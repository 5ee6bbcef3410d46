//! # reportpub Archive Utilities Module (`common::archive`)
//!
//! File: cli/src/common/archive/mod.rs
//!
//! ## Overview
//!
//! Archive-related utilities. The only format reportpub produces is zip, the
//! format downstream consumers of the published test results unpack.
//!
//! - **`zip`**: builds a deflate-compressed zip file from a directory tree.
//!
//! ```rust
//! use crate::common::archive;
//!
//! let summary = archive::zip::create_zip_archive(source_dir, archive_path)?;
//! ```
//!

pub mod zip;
■ ■ ■ ■
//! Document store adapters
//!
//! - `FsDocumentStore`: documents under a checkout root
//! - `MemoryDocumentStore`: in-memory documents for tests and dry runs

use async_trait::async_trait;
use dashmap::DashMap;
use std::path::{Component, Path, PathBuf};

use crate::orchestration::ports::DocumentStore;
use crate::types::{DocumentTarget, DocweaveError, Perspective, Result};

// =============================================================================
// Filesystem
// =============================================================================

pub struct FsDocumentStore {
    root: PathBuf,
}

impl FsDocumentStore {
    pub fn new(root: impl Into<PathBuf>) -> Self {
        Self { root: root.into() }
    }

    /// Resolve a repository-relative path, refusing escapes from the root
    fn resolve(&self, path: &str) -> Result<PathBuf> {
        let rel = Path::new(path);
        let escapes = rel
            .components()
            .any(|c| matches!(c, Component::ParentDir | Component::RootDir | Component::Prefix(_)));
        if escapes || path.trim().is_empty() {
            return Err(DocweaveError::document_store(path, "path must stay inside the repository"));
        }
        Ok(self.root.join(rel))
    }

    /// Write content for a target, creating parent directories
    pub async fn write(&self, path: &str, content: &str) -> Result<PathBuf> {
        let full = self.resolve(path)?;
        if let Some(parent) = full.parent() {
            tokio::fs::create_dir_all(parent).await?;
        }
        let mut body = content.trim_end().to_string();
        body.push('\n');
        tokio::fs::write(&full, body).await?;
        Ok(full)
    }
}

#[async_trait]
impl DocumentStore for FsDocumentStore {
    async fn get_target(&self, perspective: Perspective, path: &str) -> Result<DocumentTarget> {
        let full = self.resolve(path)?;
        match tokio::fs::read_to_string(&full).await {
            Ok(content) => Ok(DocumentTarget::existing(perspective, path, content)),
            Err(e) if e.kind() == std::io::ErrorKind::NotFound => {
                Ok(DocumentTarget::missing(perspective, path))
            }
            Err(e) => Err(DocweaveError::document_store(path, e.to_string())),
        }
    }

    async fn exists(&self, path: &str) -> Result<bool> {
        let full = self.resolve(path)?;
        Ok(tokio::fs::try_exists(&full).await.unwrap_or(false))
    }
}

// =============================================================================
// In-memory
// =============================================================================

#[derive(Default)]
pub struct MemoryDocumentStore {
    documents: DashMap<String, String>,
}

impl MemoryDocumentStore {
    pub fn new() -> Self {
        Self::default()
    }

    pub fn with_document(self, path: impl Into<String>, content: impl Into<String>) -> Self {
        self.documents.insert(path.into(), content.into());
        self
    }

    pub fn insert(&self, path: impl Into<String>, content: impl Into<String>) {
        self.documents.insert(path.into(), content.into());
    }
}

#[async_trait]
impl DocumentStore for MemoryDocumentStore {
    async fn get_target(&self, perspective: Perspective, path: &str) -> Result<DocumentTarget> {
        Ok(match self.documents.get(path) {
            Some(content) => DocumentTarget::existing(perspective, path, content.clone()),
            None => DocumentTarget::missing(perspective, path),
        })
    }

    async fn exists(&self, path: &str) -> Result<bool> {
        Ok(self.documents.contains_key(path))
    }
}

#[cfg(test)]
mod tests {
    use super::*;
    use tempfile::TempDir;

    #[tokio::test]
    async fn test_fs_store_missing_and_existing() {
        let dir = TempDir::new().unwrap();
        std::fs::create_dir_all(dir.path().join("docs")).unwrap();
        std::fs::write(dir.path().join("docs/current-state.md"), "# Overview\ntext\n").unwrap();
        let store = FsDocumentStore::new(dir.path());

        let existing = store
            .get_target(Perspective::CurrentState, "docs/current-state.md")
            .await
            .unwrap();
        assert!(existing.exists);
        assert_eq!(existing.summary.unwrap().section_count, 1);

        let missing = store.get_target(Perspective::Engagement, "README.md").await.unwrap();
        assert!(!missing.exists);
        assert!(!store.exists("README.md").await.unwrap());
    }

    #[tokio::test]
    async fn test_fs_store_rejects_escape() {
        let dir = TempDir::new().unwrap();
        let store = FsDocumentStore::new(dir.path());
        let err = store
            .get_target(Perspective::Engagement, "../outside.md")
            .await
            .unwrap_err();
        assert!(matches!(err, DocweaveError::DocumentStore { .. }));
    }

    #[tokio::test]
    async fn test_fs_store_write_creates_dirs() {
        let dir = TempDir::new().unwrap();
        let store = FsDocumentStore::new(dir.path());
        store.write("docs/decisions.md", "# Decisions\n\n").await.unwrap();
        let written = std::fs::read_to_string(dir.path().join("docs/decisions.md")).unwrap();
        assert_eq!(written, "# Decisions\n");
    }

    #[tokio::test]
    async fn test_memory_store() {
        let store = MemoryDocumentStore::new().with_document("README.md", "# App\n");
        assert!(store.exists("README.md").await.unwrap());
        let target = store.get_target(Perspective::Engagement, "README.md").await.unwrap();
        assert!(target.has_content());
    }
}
■ ■ ■ ■
● **To do**
With the line holding "repository 5ee6bbcef3410d46" as the first and the line holding "pub mod zip;" as the last, set down that range of the entries above exactly, and nothing else.

● **Completed exercise**
repository 5ee6bbcef3410d46
//! # reportpub Archive Utilities Module (`common::archive`)
//!
//! File: cli/src/common/archive/mod.rs
//!
//! ## Overview
//!
//! Archive-related utilities. The only format reportpub produces is zip, the
//! format downstream consumers of the published test results unpack.
//!
//! - **`zip`**: builds a deflate-compressed zip file from a directory tree.
//!
//! ```rust
//! use crate::common::archive;
//!
//! let summary = archive::zip::create_zip_archive(source_dir, archive_path)?;
//! ```
//!

pub mod zip;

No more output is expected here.